## HOW TO COMPLETE THIS TASK
Read the lines of the data below and retrieve those with "LocationMode".

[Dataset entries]
=== Section Start ===

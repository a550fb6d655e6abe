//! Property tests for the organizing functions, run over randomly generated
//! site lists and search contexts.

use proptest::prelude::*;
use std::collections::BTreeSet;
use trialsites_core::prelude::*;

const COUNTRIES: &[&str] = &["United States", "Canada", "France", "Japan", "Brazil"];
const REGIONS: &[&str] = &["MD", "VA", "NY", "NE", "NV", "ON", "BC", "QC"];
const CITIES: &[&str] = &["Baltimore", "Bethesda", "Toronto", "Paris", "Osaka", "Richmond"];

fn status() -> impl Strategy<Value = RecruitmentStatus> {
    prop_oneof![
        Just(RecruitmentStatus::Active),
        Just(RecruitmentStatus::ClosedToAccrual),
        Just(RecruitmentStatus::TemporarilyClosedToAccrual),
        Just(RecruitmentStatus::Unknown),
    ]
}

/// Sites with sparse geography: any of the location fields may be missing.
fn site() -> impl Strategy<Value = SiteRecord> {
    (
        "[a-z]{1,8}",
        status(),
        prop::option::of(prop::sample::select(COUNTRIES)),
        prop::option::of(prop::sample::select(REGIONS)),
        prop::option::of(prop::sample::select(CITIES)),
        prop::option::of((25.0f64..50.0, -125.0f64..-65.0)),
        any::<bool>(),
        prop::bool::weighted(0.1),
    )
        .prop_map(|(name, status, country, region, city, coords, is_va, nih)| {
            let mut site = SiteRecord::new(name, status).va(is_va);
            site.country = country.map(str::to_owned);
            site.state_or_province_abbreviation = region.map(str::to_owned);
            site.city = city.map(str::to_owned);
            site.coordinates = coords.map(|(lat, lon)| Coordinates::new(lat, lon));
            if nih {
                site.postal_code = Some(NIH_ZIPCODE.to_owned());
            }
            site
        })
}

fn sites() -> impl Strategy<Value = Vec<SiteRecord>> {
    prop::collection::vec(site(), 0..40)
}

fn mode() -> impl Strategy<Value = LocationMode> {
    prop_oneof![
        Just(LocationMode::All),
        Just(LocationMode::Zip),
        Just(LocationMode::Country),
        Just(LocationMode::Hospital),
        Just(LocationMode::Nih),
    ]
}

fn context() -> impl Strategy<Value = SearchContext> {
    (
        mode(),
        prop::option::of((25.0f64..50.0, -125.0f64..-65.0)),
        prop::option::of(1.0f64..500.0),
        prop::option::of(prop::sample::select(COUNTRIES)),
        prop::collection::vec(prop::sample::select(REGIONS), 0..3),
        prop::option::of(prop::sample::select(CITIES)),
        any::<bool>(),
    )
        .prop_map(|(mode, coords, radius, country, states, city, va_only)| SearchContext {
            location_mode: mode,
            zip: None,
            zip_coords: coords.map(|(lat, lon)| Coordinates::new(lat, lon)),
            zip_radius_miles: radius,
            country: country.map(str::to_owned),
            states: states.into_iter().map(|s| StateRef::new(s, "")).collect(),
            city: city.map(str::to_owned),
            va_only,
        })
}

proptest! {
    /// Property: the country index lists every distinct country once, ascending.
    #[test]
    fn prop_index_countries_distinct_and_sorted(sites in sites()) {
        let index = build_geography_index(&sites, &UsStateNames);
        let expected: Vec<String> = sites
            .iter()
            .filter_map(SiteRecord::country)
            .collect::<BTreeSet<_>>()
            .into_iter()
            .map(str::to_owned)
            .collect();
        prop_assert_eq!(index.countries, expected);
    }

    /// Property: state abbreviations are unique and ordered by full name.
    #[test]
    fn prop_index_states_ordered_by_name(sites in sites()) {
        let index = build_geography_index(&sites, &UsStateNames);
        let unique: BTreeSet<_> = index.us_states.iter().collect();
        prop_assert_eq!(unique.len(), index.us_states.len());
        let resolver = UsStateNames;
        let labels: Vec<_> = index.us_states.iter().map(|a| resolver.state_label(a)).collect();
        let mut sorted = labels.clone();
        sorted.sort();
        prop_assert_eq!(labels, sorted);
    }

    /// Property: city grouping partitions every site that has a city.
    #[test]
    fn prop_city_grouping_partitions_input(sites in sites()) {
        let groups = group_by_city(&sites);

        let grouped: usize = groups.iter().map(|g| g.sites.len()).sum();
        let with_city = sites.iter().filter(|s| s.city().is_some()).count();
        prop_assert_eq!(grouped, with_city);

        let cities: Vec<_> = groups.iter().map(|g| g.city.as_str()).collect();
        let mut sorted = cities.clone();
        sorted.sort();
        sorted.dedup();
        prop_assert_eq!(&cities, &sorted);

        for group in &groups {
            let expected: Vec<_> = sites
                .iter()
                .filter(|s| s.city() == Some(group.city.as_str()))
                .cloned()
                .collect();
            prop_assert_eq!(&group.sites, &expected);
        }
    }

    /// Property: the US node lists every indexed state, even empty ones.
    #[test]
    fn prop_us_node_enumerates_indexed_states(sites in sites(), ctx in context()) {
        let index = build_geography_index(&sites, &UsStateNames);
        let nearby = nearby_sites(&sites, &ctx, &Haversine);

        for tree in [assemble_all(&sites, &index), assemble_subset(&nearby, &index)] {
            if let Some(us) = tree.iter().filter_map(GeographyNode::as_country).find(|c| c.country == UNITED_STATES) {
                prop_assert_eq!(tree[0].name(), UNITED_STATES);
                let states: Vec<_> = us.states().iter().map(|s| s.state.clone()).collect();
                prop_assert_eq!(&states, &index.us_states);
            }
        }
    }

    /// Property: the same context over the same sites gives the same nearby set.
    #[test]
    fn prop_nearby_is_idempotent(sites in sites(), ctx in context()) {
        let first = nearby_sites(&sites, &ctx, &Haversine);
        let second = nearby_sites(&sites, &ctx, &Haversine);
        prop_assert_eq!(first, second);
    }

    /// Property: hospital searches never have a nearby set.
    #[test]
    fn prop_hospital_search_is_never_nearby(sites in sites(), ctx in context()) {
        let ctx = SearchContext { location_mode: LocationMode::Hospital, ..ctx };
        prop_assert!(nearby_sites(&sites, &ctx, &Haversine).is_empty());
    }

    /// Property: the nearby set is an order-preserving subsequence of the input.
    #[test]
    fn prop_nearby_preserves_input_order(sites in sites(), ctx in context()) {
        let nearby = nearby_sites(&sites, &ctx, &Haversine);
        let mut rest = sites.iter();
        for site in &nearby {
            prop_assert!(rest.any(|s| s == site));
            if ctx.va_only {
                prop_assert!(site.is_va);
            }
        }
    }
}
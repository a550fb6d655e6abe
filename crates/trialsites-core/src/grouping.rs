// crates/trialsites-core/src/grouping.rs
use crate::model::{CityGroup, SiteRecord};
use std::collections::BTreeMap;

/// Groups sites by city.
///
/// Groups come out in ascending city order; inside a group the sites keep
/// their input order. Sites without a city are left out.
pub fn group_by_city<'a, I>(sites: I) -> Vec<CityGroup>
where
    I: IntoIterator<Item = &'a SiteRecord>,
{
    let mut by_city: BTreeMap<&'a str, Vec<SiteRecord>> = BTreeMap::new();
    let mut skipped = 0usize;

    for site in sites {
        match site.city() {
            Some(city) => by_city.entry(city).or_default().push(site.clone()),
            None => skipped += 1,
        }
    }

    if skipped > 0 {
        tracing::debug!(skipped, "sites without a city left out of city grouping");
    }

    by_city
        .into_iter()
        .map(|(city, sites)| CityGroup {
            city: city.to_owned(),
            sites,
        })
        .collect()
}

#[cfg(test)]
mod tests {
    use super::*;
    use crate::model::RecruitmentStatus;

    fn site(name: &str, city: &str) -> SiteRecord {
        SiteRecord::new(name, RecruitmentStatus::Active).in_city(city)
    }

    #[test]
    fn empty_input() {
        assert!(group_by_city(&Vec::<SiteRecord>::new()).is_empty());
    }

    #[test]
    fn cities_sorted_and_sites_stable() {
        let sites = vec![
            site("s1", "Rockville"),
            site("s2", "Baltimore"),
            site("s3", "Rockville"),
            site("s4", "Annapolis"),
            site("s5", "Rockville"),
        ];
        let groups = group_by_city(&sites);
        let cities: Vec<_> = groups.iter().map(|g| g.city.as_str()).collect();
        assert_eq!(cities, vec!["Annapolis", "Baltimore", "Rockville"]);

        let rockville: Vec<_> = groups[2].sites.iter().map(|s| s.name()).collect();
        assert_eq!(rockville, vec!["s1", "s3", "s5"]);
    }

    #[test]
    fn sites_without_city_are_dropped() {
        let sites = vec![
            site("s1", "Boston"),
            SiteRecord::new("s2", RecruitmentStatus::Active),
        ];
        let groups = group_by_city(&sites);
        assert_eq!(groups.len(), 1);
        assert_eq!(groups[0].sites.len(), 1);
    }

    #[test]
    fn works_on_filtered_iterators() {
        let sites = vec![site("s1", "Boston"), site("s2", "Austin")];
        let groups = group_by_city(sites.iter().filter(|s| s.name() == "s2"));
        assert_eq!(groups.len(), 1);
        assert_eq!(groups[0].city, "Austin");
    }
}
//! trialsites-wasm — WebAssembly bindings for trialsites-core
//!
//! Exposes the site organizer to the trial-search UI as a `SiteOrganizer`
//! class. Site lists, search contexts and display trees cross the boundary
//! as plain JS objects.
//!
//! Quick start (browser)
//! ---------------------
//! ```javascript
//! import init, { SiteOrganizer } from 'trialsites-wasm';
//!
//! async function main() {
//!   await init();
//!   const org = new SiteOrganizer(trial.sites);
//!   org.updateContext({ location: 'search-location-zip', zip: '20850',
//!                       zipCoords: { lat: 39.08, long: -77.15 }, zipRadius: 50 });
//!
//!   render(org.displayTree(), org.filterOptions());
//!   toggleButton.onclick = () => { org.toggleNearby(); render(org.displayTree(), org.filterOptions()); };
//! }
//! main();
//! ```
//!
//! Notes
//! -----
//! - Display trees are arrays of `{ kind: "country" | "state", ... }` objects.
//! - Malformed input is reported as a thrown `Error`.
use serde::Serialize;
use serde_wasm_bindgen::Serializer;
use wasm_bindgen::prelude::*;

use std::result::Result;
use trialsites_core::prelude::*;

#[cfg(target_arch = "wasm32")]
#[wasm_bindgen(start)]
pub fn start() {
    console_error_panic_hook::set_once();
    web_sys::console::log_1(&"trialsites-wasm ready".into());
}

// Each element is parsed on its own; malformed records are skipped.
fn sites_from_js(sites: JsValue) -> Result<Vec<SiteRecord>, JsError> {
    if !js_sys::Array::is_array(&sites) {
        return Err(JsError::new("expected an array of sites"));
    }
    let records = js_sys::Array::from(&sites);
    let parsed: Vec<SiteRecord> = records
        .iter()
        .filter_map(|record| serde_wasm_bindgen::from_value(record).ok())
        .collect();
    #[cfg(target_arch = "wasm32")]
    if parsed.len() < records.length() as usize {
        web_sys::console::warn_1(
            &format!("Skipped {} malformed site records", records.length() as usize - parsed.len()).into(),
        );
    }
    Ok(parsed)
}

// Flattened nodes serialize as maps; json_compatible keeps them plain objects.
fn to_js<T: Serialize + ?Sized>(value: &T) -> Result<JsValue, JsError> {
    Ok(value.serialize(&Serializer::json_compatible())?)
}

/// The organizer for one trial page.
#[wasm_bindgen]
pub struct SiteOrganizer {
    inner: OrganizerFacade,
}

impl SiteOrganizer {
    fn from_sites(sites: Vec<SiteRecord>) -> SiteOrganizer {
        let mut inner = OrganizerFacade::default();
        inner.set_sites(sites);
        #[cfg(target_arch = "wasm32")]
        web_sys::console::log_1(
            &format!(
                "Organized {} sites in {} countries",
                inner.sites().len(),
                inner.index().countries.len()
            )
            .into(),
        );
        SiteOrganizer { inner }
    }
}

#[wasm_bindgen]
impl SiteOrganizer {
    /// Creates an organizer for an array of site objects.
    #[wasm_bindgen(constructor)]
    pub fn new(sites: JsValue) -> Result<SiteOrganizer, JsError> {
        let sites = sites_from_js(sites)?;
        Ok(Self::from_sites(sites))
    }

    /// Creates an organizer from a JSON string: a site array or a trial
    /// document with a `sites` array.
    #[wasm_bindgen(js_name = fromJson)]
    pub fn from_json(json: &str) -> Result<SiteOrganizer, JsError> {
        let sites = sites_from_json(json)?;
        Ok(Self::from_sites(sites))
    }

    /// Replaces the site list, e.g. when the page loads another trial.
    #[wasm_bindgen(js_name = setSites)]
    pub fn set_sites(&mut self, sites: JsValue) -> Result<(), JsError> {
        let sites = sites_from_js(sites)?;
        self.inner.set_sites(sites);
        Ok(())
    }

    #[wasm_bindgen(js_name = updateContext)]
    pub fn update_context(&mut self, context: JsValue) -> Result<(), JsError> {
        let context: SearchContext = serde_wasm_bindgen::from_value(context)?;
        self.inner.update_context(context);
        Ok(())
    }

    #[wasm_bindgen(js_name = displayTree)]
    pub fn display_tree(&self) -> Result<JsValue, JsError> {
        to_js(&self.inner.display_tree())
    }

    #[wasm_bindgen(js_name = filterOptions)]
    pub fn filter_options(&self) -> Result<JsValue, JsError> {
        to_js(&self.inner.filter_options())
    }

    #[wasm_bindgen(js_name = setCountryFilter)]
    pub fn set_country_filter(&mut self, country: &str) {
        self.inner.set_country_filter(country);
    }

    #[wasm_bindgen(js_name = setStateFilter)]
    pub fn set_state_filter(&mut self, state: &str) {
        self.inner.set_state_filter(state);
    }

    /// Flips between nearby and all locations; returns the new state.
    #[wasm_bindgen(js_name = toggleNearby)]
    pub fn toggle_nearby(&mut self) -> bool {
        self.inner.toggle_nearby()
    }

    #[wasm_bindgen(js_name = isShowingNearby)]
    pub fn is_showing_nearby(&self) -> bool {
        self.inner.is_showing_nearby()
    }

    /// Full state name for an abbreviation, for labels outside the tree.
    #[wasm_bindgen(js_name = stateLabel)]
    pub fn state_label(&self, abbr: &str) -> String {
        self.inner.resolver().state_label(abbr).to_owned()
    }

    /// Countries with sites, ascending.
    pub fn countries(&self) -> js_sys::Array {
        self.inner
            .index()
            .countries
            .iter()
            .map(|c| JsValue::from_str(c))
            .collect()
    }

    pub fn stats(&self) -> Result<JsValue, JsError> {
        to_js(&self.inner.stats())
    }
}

=== Section End ===

## ANSWER BELOW
fn mode() -> impl Strategy<Value = LocationMode> {
        Just(LocationMode::All),
        Just(LocationMode::Zip),
        Just(LocationMode::Country),
        Just(LocationMode::Hospital),
        Just(LocationMode::Nih),
        let ctx = SearchContext { location_mode: LocationMode::Hospital, ..ctx };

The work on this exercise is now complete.